**Stored items from a collection:**
· · · · ·

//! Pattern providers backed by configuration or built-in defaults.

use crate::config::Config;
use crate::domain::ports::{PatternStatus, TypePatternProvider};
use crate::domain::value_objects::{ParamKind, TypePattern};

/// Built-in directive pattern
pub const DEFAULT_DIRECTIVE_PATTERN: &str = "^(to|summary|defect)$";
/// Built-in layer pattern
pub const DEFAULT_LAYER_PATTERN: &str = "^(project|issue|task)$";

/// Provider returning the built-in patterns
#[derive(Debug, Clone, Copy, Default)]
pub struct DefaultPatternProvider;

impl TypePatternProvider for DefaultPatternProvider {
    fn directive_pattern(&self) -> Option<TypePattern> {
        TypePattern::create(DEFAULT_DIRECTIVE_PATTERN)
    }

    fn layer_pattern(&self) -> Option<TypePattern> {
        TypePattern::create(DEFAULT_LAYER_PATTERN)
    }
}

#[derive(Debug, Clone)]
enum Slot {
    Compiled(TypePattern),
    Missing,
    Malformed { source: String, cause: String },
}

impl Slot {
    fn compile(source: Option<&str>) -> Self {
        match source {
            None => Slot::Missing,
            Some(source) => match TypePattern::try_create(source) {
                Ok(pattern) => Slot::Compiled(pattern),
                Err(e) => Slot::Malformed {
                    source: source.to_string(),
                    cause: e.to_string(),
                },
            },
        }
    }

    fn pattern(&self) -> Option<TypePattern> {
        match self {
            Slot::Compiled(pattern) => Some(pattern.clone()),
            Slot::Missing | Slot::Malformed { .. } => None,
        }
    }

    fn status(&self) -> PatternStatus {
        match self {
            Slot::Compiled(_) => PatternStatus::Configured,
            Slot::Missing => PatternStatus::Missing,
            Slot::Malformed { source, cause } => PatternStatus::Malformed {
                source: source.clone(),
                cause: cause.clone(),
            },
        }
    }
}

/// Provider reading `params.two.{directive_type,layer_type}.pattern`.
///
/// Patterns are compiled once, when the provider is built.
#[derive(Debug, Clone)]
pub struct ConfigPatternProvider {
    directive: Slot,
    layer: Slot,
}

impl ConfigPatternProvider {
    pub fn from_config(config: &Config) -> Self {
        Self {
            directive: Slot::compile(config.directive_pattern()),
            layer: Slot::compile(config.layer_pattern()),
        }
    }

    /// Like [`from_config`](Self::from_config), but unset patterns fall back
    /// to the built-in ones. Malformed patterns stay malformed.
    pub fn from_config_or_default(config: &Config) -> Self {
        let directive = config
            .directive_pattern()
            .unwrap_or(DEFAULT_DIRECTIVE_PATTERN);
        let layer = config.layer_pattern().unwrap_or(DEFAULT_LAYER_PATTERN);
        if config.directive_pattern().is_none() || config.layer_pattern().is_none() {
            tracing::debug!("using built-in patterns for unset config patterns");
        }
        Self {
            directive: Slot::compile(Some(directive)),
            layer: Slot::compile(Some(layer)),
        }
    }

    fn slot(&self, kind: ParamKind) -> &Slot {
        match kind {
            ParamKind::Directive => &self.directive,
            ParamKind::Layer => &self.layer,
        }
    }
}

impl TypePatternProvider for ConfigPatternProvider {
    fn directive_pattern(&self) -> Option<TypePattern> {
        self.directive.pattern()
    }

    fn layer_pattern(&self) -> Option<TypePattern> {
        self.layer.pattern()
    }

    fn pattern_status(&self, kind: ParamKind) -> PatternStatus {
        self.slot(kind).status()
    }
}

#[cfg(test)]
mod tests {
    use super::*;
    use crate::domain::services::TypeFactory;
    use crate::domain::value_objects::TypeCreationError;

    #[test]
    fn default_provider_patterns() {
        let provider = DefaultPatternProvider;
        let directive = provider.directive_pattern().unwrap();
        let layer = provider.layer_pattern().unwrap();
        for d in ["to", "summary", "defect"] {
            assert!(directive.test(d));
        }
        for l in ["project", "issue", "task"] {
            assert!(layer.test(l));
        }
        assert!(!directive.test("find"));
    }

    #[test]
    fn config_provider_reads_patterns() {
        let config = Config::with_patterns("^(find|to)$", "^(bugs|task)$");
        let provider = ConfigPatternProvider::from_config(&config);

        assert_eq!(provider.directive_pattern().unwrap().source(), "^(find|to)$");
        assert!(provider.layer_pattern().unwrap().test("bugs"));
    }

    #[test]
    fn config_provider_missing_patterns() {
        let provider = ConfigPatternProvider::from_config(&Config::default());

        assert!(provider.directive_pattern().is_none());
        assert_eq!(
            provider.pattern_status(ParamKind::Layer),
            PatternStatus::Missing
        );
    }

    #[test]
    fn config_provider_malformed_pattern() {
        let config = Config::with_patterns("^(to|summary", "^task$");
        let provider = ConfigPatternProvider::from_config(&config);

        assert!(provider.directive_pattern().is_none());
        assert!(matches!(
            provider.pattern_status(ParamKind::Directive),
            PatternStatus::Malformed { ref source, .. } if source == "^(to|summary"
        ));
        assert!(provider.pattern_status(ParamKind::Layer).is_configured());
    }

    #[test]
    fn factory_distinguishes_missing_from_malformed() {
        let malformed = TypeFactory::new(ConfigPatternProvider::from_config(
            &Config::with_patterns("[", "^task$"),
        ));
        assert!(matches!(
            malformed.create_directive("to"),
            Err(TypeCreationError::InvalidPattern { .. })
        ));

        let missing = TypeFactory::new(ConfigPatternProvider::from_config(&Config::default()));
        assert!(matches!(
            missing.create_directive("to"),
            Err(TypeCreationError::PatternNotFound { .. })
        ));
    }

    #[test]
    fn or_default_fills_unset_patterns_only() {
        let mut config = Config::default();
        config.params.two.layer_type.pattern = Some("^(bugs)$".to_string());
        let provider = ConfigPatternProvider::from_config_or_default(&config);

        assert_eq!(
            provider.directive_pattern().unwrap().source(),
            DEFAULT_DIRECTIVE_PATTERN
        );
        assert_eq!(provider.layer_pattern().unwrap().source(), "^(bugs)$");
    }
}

· · · · ·

**What is required:** Transcribe the data exactly.

**Written answer:**
//! Pattern providers backed by configuration or built-in defaults.

use crate::config::Config;
use crate::domain::ports::{PatternStatus, TypePatternProvider};
use crate::domain::value_objects::{ParamKind, TypePattern};

/// Built-in directive pattern
pub const DEFAULT_DIRECTIVE_PATTERN: &str = "^(to|summary|defect)$";
/// Built-in layer pattern
pub const DEFAULT_LAYER_PATTERN: &str = "^(project|issue|task)$";

/// Provider returning the built-in patterns
#[derive(Debug, Clone, Copy, Default)]
pub struct DefaultPatternProvider;

impl TypePatternProvider for DefaultPatternProvider {
    fn directive_pattern(&self) -> Option<TypePattern> {
        TypePattern::create(DEFAULT_DIRECTIVE_PATTERN)
    }

    fn layer_pattern(&self) -> Option<TypePattern> {
        TypePattern::create(DEFAULT_LAYER_PATTERN)
    }
}

#[derive(Debug, Clone)]
enum Slot {
    Compiled(TypePattern),
    Missing,
    Malformed { source: String, cause: String },
}

impl Slot {
    fn compile(source: Option<&str>) -> Self {
        match source {
            None => Slot::Missing,
            Some(source) => match TypePattern::try_create(source) {
                Ok(pattern) => Slot::Compiled(pattern),
                Err(e) => Slot::Malformed {
                    source: source.to_string(),
                    cause: e.to_string(),
                },
            },
        }
    }

    fn pattern(&self) -> Option<TypePattern> {
        match self {
            Slot::Compiled(pattern) => Some(pattern.clone()),
            Slot::Missing | Slot::Malformed { .. } => None,
        }
    }

    fn status(&self) -> PatternStatus {
        match self {
            Slot::Compiled(_) => PatternStatus::Configured,
            Slot::Missing => PatternStatus::Missing,
            Slot::Malformed { source, cause } => PatternStatus::Malformed {
                source: source.clone(),
                cause: cause.clone(),
            },
        }
    }
}

/// Provider reading `params.two.{directive_type,layer_type}.pattern`.
///
/// Patterns are compiled once, when the provider is built.
#[derive(Debug, Clone)]
pub struct ConfigPatternProvider {
    directive: Slot,
    layer: Slot,
}

impl ConfigPatternProvider {
    pub fn from_config(config: &Config) -> Self {
        Self {
            directive: Slot::compile(config.directive_pattern()),
            layer: Slot::compile(config.layer_pattern()),
        }
    }

    /// Like [`from_config`](Self::from_config), but unset patterns fall back
    /// to the built-in ones. Malformed patterns stay malformed.
    pub fn from_config_or_default(config: &Config) -> Self {
        let directive = config
            .directive_pattern()
            .unwrap_or(DEFAULT_DIRECTIVE_PATTERN);
        let layer = config.layer_pattern().unwrap_or(DEFAULT_LAYER_PATTERN);
        if config.directive_pattern().is_none() || config.layer_pattern().is_none() {
            tracing::debug!("using built-in patterns for unset config patterns");
        }
        Self {
            directive: Slot::compile(Some(directive)),
            layer: Slot::compile(Some(layer)),
        }
    }

    fn slot(&self, kind: ParamKind) -> &Slot {
        match kind {
            ParamKind::Directive => &self.directive,
            ParamKind::Layer => &self.layer,
        }
    }
}

impl TypePatternProvider for ConfigPatternProvider {
    fn directive_pattern(&self) -> Option<TypePattern> {
        self.directive.pattern()
    }

    fn layer_pattern(&self) -> Option<TypePattern> {
        self.layer.pattern()
    }

    fn pattern_status(&self, kind: ParamKind) -> PatternStatus {
        self.slot(kind).status()
    }
}

#[cfg(test)]
mod tests {
    use super::*;
    use crate::domain::services::TypeFactory;
    use crate::domain::value_objects::TypeCreationError;

    #[test]
    fn default_provider_patterns() {
        let provider = DefaultPatternProvider;
        let directive = provider.directive_pattern().unwrap();
        let layer = provider.layer_pattern().unwrap();
        for d in ["to", "summary", "defect"] {
            assert!(directive.test(d));
        }
        for l in ["project", "issue", "task"] {
            assert!(layer.test(l));
        }
        assert!(!directive.test("find"));
    }

    #[test]
    fn config_provider_reads_patterns() {
        let config = Config::with_patterns("^(find|to)$", "^(bugs|task)$");
        let provider = ConfigPatternProvider::from_config(&config);

        assert_eq!(provider.directive_pattern().unwrap().source(), "^(find|to)$");
        assert!(provider.layer_pattern().unwrap().test("bugs"));
    }

    #[test]
    fn config_provider_missing_patterns() {
        let provider = ConfigPatternProvider::from_config(&Config::default());

        assert!(provider.directive_pattern().is_none());
        assert_eq!(
            provider.pattern_status(ParamKind::Layer),
            PatternStatus::Missing
        );
    }

    #[test]
    fn config_provider_malformed_pattern() {
        let config = Config::with_patterns("^(to|summary", "^task$");
        let provider = ConfigPatternProvider::from_config(&config);

        assert!(provider.directive_pattern().is_none());
        assert!(matches!(
            provider.pattern_status(ParamKind::Directive),
            PatternStatus::Malformed { ref source, .. } if source == "^(to|summary"
        ));
        assert!(provider.pattern_status(ParamKind::Layer).is_configured());
    }

    #[test]
    fn factory_distinguishes_missing_from_malformed() {
        let malformed = TypeFactory::new(ConfigPatternProvider::from_config(
            &Config::with_patterns("[", "^task$"),
        ));
        assert!(matches!(
            malformed.create_directive("to"),
            Err(TypeCreationError::InvalidPattern { .. })
        ));

        let missing = TypeFactory::new(ConfigPatternProvider::from_config(&Config::default()));
        assert!(matches!(
            missing.create_directive("to"),
            Err(TypeCreationError::PatternNotFound { .. })
        ));
    }

    #[test]
    fn or_default_fills_unset_patterns_only() {
        let mut config = Config::default();
        config.params.two.layer_type.pattern = Some("^(bugs)$".to_string());
        let provider = ConfigPatternProvider::from_config_or_default(&config);

        assert_eq!(
            provider.directive_pattern().unwrap().source(),
            DEFAULT_DIRECTIVE_PATTERN
        );
        assert_eq!(provider.layer_pattern().unwrap().source(), "^(bugs)$");
    }
}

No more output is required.